* To do *
How many lines in the records below contain the word "anonymous"? Reply with the number alone.

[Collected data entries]
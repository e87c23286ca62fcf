//! Integration tests for listings, photo uploads and search-by-image.

#![allow(clippy::unwrap_used, clippy::indexing_slicing)]

use axum::http::StatusCode;
use serde_json::Value;

use carmart_integration_tests::{PNG_BYTES, StubAssistant, TestApp};

const CIVIC_FIELDS: [(&str, &str); 6] = [
    ("make", "Honda"),
    ("model", "Civic"),
    ("year", "2019"),
    ("price", "18250.50"),
    ("mileage", "38000"),
    ("condition", "Excellent"),
];

#[tokio::test]
async fn test_create_listing_stores_photos() {
    let app = TestApp::with_assistant(StubAssistant::recognizing("Honda", "Civic"));
    let seller = app.register("Sam Seller", "sam@cars.example").await;

    let res = app
        .post_multipart(
            "/api/cars",
            &CIVIC_FIELDS,
            &[
                ("images", "image/png", PNG_BYTES),
                ("images", "image/jpeg", &b"\xFF\xD8\xFF\xE0 fake jpeg"[..]),
            ],
            Some(&seller.token),
        )
        .await;

    assert_eq!(res.status, StatusCode::CREATED, "{:?}", res.body);
    assert_eq!(res.body["user"], seller.id);
    assert_eq!(res.body["condition"], "Excellent");
    assert_eq!(
        res.body["description"],
        "Clean title, one owner, regularly serviced."
    );

    let images = res.body["images"].as_array().unwrap();
    assert_eq!(images.len(), 2);
    let url = images[0]["url"].as_str().unwrap();
    assert!(url.starts_with("/uploads/"));
    assert!(images[0]["publicId"].is_string());

    let photo = app.get(url, None).await;
    assert_eq!(photo.status, StatusCode::OK);
}

#[tokio::test]
async fn test_create_listing_without_assistant_has_no_description() {
    let app = TestApp::new();
    let seller = app.register("Sam Seller", "sam@cars.example").await;
    let car = app.create_car(&seller.token, "Toyota", "Corolla", 2016).await;
    assert_eq!(car["description"], Value::Null);
}

#[tokio::test]
async fn test_create_listing_validation() {
    let app = TestApp::new();
    let seller = app.register("Sam Seller", "sam@cars.example").await;
    let token = Some(seller.token.as_str());

    let no_photos = app
        .post_multipart("/api/cars", &CIVIC_FIELDS, &[], token)
        .await;
    assert_eq!(no_photos.status, StatusCode::BAD_REQUEST);

    let six: Vec<(&str, &str, &[u8])> = (0..6).map(|_| ("images", "image/png", PNG_BYTES)).collect();
    let too_many = app
        .post_multipart("/api/cars", &CIVIC_FIELDS, &six, token)
        .await;
    assert_eq!(too_many.status, StatusCode::BAD_REQUEST);

    let gif = app
        .post_multipart(
            "/api/cars",
            &CIVIC_FIELDS,
            &[("images", "image/gif", &b"GIF89a"[..])],
            token,
        )
        .await;
    assert_eq!(gif.status, StatusCode::BAD_REQUEST);

    let mut bad_condition = CIVIC_FIELDS;
    bad_condition[5] = ("condition", "Like new");
    let res = app
        .post_multipart(
            "/api/cars",
            &bad_condition,
            &[("images", "image/png", PNG_BYTES)],
            token,
        )
        .await;
    assert_eq!(res.status, StatusCode::BAD_REQUEST);

    let mut huge_price = CIVIC_FIELDS;
    huge_price[3] = ("price", "10000000000");
    let res = app
        .post_multipart(
            "/api/cars",
            &huge_price,
            &[("images", "image/png", PNG_BYTES)],
            token,
        )
        .await;
    assert_eq!(res.status, StatusCode::BAD_REQUEST);
    assert!(res.message().contains("price"), "{}", res.message());

    let anonymous = app
        .post_multipart(
            "/api/cars",
            &CIVIC_FIELDS,
            &[("images", "image/png", PNG_BYTES)],
            None,
        )
        .await;
    assert_eq!(anonymous.status, StatusCode::UNAUTHORIZED);

    assert_eq!(app.get("/api/cars", None).await.body, Value::Array(vec![]));
}

#[tokio::test]
async fn test_public_listing_hides_seller_email() {
    let app = TestApp::new();
    let seller = app.register("Sam Seller", "sam@cars.example").await;
    app.create_car(&seller.token, "Honda", "Civic", 2019).await;
    app.create_car(&seller.token, "Honda", "Accord", 2020).await;

    let res = app.get("/api/cars", None).await;
    assert_eq!(res.status, StatusCode::OK);
    let cars = res.body.as_array().unwrap();
    assert_eq!(cars.len(), 2);
    // Newest first.
    assert_eq!(cars[0]["model"], "Accord");
    assert_eq!(cars[0]["user"]["name"], "Sam Seller");
    assert_eq!(cars[0]["user"]["_id"], seller.id);
    assert!(cars[0]["user"].get("email").is_none());
}

#[tokio::test]
async fn test_show_mine_and_contact() {
    let app = TestApp::new();
    let seller = app.register("Sam Seller", "sam@cars.example").await;
    let buyer = app.register("Bea Buyer", "bea@cars.example").await;
    let car = app.create_car(&seller.token, "Subaru", "Outback", 2018).await;
    let id = &car["_id"];

    let show = app.get(&format!("/api/cars/{id}"), None).await;
    assert_eq!(show.status, StatusCode::OK);
    assert_eq!(show.body["make"], "Subaru");

    assert_eq!(app.get("/api/cars/999999", None).await.status, StatusCode::NOT_FOUND);
    assert_eq!(app.get("/api/cars/not-an-id", None).await.status, StatusCode::NOT_FOUND);

    let mine = app.get("/api/cars/my", Some(&seller.token)).await;
    assert_eq!(mine.body.as_array().unwrap().len(), 1);
    let theirs = app.get("/api/cars/my", Some(&buyer.token)).await;
    assert_eq!(theirs.body, Value::Array(vec![]));

    let contact_path = format!("/api/cars/{id}/contact");
    assert_eq!(app.get(&contact_path, None).await.status, StatusCode::UNAUTHORIZED);
    let contact = app.get(&contact_path, Some(&buyer.token)).await;
    assert_eq!(contact.status, StatusCode::OK);
    assert_eq!(contact.body["email"], "sam@cars.example");
    assert_eq!(contact.body["phoneNumber"], "555-0100");
}

// ============================================================================
// Search by image
// ============================================================================

#[tokio::test]
async fn test_search_by_image_finds_similar_cars() {
    let app = TestApp::with_assistant(StubAssistant::recognizing("honda", "civic"));
    let seller = app.register("Sam Seller", "sam@cars.example").await;
    app.create_car(&seller.token, "Honda", "Civic", 2019).await;
    app.create_car(&seller.token, "Honda", "Civic Type R", 2022).await;
    app.create_car(&seller.token, "Ford", "Mustang", 2019).await;

    let res = app
        .post_multipart(
            "/api/cars/search-by-image",
            &[],
            &[("image", "image/png", PNG_BYTES)],
            None,
        )
        .await;
    assert_eq!(res.status, StatusCode::OK);
    let models: Vec<&str> = res
        .body
        .as_array()
        .unwrap()
        .iter()
        .map(|c| c["model"].as_str().unwrap())
        .collect();
    assert_eq!(models.len(), 2);
    assert!(models.iter().all(|m| m.starts_with("Civic")));
}

#[tokio::test]
async fn test_search_by_image_without_match() {
    let app = TestApp::with_assistant(StubAssistant::recognizing("Tesla", "Model 3"));
    let seller = app.register("Sam Seller", "sam@cars.example").await;
    app.create_car(&seller.token, "Honda", "Civic", 2019).await;

    let res = app
        .post_multipart(
            "/api/cars/search-by-image",
            &[],
            &[("image", "image/png", PNG_BYTES)],
            None,
        )
        .await;
    assert_eq!(res.status, StatusCode::NOT_FOUND);
    assert!(res.message().starts_with("No similar cars found"));
}

#[tokio::test]
async fn test_search_by_image_errors() {
    let unconfigured = TestApp::new();
    let res = unconfigured
        .post_multipart(
            "/api/cars/search-by-image",
            &[],
            &[("image", "image/png", PNG_BYTES)],
            None,
        )
        .await;
    assert_eq!(res.status, StatusCode::SERVICE_UNAVAILABLE);

    let failing = TestApp::with_assistant(StubAssistant::default());
    let res = failing
        .post_multipart(
            "/api/cars/search-by-image",
            &[],
            &[("image", "image/png", PNG_BYTES)],
            None,
        )
        .await;
    assert_eq!(res.status, StatusCode::BAD_GATEWAY);

    let res = failing
        .post_multipart("/api/cars/search-by-image", &[("note", "no file")], &[], None)
        .await;
    assert_eq!(res.status, StatusCode::BAD_REQUEST);
    assert_eq!(res.message(), "Please upload an image file.");
}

* Answer box *
2